---------- Data extract ----------

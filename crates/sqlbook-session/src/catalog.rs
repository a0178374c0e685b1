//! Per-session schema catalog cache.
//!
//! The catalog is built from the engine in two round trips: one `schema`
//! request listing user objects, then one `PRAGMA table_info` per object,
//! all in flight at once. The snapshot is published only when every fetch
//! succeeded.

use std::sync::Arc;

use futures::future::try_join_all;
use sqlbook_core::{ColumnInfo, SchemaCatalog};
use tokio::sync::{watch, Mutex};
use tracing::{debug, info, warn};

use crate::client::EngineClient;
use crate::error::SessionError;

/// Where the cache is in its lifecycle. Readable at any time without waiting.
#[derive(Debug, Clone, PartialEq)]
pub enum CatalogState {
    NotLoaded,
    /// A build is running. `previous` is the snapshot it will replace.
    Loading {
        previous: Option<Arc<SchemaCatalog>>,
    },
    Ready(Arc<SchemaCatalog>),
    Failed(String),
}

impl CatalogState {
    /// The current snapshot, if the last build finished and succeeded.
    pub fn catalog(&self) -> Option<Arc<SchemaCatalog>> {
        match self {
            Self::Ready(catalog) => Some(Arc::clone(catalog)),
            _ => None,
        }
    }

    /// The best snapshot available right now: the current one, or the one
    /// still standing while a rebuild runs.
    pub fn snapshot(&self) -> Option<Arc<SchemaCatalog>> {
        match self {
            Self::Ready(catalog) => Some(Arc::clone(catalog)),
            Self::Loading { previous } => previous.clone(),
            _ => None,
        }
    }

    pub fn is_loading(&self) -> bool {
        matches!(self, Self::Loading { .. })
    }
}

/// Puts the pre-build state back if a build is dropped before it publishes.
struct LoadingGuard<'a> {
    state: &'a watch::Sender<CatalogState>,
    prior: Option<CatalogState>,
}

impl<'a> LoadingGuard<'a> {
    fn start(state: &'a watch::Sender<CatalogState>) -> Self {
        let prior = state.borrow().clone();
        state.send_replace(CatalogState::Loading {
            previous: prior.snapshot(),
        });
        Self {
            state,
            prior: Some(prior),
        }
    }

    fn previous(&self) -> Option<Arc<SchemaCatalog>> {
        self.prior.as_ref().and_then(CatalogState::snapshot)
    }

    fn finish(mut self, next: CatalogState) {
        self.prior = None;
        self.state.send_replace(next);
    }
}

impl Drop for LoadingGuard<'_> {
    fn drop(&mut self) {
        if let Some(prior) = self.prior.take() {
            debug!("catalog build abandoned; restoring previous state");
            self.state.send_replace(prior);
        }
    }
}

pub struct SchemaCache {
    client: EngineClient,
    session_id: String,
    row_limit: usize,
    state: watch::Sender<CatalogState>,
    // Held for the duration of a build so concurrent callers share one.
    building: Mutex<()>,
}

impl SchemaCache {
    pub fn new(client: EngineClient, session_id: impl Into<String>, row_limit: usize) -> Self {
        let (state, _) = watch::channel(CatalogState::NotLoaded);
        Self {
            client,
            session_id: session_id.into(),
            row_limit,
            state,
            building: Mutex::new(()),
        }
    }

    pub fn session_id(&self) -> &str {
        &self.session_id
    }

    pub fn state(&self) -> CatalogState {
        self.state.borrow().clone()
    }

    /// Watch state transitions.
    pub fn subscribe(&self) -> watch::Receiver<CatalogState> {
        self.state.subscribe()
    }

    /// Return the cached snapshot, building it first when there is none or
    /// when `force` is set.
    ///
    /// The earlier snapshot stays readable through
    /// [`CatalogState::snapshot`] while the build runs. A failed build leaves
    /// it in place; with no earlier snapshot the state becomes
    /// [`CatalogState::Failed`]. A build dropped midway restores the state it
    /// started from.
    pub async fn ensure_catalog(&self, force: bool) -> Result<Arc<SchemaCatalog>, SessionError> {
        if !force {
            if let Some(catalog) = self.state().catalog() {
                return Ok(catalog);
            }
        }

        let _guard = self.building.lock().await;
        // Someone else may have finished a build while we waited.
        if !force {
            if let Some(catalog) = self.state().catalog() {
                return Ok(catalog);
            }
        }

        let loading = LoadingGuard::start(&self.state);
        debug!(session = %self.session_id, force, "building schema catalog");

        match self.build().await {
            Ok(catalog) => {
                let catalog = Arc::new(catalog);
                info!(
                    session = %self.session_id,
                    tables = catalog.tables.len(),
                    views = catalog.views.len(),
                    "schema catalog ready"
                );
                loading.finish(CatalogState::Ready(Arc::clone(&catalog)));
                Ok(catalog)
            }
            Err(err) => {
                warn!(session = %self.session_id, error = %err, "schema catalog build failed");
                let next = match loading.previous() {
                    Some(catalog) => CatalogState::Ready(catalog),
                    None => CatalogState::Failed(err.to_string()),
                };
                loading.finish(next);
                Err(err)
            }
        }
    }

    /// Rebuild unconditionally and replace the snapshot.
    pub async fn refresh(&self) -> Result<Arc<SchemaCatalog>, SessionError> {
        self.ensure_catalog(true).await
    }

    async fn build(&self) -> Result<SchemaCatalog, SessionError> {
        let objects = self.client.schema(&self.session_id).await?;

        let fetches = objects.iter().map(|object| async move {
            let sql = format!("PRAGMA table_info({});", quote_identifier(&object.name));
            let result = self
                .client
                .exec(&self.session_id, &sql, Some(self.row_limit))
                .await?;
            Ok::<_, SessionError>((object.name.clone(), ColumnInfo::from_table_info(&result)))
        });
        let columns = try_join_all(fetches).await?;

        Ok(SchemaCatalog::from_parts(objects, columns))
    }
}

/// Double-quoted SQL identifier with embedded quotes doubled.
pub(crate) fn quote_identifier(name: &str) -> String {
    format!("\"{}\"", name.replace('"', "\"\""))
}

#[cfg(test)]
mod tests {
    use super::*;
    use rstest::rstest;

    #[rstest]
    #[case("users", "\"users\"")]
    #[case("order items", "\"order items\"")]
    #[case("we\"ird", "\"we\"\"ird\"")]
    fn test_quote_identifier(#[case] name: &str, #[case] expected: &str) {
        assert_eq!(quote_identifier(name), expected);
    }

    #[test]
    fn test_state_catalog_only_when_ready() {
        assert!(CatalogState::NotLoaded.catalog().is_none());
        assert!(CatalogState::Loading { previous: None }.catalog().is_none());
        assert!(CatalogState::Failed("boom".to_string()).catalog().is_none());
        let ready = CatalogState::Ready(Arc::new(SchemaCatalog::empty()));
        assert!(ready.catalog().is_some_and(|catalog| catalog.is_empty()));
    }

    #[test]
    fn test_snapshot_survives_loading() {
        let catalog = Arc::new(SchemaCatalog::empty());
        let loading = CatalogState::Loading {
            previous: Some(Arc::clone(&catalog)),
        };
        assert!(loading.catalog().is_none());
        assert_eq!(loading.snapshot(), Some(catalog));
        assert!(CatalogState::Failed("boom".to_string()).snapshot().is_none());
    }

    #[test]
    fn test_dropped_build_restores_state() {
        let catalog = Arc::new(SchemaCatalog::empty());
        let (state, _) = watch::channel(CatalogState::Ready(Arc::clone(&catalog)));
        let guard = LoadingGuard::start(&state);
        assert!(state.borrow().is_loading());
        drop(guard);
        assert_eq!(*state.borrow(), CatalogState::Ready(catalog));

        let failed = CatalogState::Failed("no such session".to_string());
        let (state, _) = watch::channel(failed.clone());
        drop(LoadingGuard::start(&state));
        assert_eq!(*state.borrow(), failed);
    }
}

----------

Whatever lines appear above, reproduce every one of them exactly.

filename crates/sqlbook-session/src/catalog.rs
repository a0178374c0e685b1
//! Per-session schema catalog cache.
//!
//! The catalog is built from the engine in two round trips: one `schema`
//! request listing user objects, then one `PRAGMA table_info` per object,
//! all in flight at once. The snapshot is published only when every fetch
//! succeeded.

use std::sync::Arc;

use futures::future::try_join_all;
use sqlbook_core::{ColumnInfo, SchemaCatalog};
use tokio::sync::{watch, Mutex};
use tracing::{debug, info, warn};

use crate::client::EngineClient;
use crate::error::SessionError;

/// Where the cache is in its lifecycle. Readable at any time without waiting.
#[derive(Debug, Clone, PartialEq)]
pub enum CatalogState {
    NotLoaded,
    /// A build is running. `previous` is the snapshot it will replace.
    Loading {
        previous: Option<Arc<SchemaCatalog>>,
    },
    Ready(Arc<SchemaCatalog>),
    Failed(String),
}

impl CatalogState {
    /// The current snapshot, if the last build finished and succeeded.
    pub fn catalog(&self) -> Option<Arc<SchemaCatalog>> {
        match self {
            Self::Ready(catalog) => Some(Arc::clone(catalog)),
            _ => None,
        }
    }

    /// The best snapshot available right now: the current one, or the one
    /// still standing while a rebuild runs.
    pub fn snapshot(&self) -> Option<Arc<SchemaCatalog>> {
        match self {
            Self::Ready(catalog) => Some(Arc::clone(catalog)),
            Self::Loading { previous } => previous.clone(),
            _ => None,
        }
    }

    pub fn is_loading(&self) -> bool {
        matches!(self, Self::Loading { .. })
    }
}

/// Puts the pre-build state back if a build is dropped before it publishes.
struct LoadingGuard<'a> {
    state: &'a watch::Sender<CatalogState>,
    prior: Option<CatalogState>,
}

impl<'a> LoadingGuard<'a> {
    fn start(state: &'a watch::Sender<CatalogState>) -> Self {
        let prior = state.borrow().clone();
        state.send_replace(CatalogState::Loading {
            previous: prior.snapshot(),
        });
        Self {
            state,
            prior: Some(prior),
        }
    }

    fn previous(&self) -> Option<Arc<SchemaCatalog>> {
        self.prior.as_ref().and_then(CatalogState::snapshot)
    }

    fn finish(mut self, next: CatalogState) {
        self.prior = None;
        self.state.send_replace(next);
    }
}

impl Drop for LoadingGuard<'_> {
    fn drop(&mut self) {
        if let Some(prior) = self.prior.take() {
            debug!("catalog build abandoned; restoring previous state");
            self.state.send_replace(prior);
        }
    }
}

pub struct SchemaCache {
    client: EngineClient,
    session_id: String,
    row_limit: usize,
    state: watch::Sender<CatalogState>,
    // Held for the duration of a build so concurrent callers share one.
    building: Mutex<()>,
}

impl SchemaCache {
    pub fn new(client: EngineClient, session_id: impl Into<String>, row_limit: usize) -> Self {
        let (state, _) = watch::channel(CatalogState::NotLoaded);
        Self {
            client,
            session_id: session_id.into(),
            row_limit,
            state,
            building: Mutex::new(()),
        }
    }

    pub fn session_id(&self) -> &str {
        &self.session_id
    }

    pub fn state(&self) -> CatalogState {
        self.state.borrow().clone()
    }

    /// Watch state transitions.
    pub fn subscribe(&self) -> watch::Receiver<CatalogState> {
        self.state.subscribe()
    }

    /// Return the cached snapshot, building it first when there is none or
    /// when `force` is set.
    ///
    /// The earlier snapshot stays readable through
    /// [`CatalogState::snapshot`] while the build runs. A failed build leaves
    /// it in place; with no earlier snapshot the state becomes
    /// [`CatalogState::Failed`]. A build dropped midway restores the state it
    /// started from.
    pub async fn ensure_catalog(&self, force: bool) -> Result<Arc<SchemaCatalog>, SessionError> {
        if !force {
            if let Some(catalog) = self.state().catalog() {
                return Ok(catalog);
            }
        }

        let _guard = self.building.lock().await;
        // Someone else may have finished a build while we waited.
        if !force {
            if let Some(catalog) = self.state().catalog() {
                return Ok(catalog);
            }
        }

        let loading = LoadingGuard::start(&self.state);
        debug!(session = %self.session_id, force, "building schema catalog");

        match self.build().await {
            Ok(catalog) => {
                let catalog = Arc::new(catalog);
                info!(
                    session = %self.session_id,
                    tables = catalog.tables.len(),
                    views = catalog.views.len(),
                    "schema catalog ready"
                );
                loading.finish(CatalogState::Ready(Arc::clone(&catalog)));
                Ok(catalog)
            }
            Err(err) => {
                warn!(session = %self.session_id, error = %err, "schema catalog build failed");
                let next = match loading.previous() {
                    Some(catalog) => CatalogState::Ready(catalog),
                    None => CatalogState::Failed(err.to_string()),
                };
                loading.finish(next);
                Err(err)
            }
        }
    }

    /// Rebuild unconditionally and replace the snapshot.
    pub async fn refresh(&self) -> Result<Arc<SchemaCatalog>, SessionError> {
        self.ensure_catalog(true).await
    }

    async fn build(&self) -> Result<SchemaCatalog, SessionError> {
        let objects = self.client.schema(&self.session_id).await?;

        let fetches = objects.iter().map(|object| async move {
            let sql = format!("PRAGMA table_info({});", quote_identifier(&object.name));
            let result = self
                .client
                .exec(&self.session_id, &sql, Some(self.row_limit))
                .await?;
            Ok::<_, SessionError>((object.name.clone(), ColumnInfo::from_table_info(&result)))
        });
        let columns = try_join_all(fetches).await?;

        Ok(SchemaCatalog::from_parts(objects, columns))
    }
}

/// Double-quoted SQL identifier with embedded quotes doubled.
pub(crate) fn quote_identifier(name: &str) -> String {
    format!("\"{}\"", name.replace('"', "\"\""))
}

#[cfg(test)]
mod tests {
    use super::*;
    use rstest::rstest;

    #[rstest]
    #[case("users", "\"users\"")]
    #[case("order items", "\"order items\"")]
    #[case("we\"ird", "\"we\"\"ird\"")]
    fn test_quote_identifier(#[case] name: &str, #[case] expected: &str) {
        assert_eq!(quote_identifier(name), expected);
    }

    #[test]
    fn test_state_catalog_only_when_ready() {
        assert!(CatalogState::NotLoaded.catalog().is_none());
        assert!(CatalogState::Loading { previous: None }.catalog().is_none());
        assert!(CatalogState::Failed("boom".to_string()).catalog().is_none());
        let ready = CatalogState::Ready(Arc::new(SchemaCatalog::empty()));
        assert!(ready.catalog().is_some_and(|catalog| catalog.is_empty()));
    }

    #[test]
    fn test_snapshot_survives_loading() {
        let catalog = Arc::new(SchemaCatalog::empty());
        let loading = CatalogState::Loading {
            previous: Some(Arc::clone(&catalog)),
        };
        assert!(loading.catalog().is_none());
        assert_eq!(loading.snapshot(), Some(catalog));
        assert!(CatalogState::Failed("boom".to_string()).snapshot().is_none());
    }

    #[test]
    fn test_dropped_build_restores_state() {
        let catalog = Arc::new(SchemaCatalog::empty());
        let (state, _) = watch::channel(CatalogState::Ready(Arc::clone(&catalog)));
        let guard = LoadingGuard::start(&state);
        assert!(state.borrow().is_loading());
        drop(guard);
        assert_eq!(*state.borrow(), CatalogState::Ready(catalog));

        let failed = CatalogState::Failed("no such session".to_string());
        let (state, _) = watch::channel(failed.clone());
        drop(LoadingGuard::start(&state));
        assert_eq!(*state.borrow(), failed);
    }
}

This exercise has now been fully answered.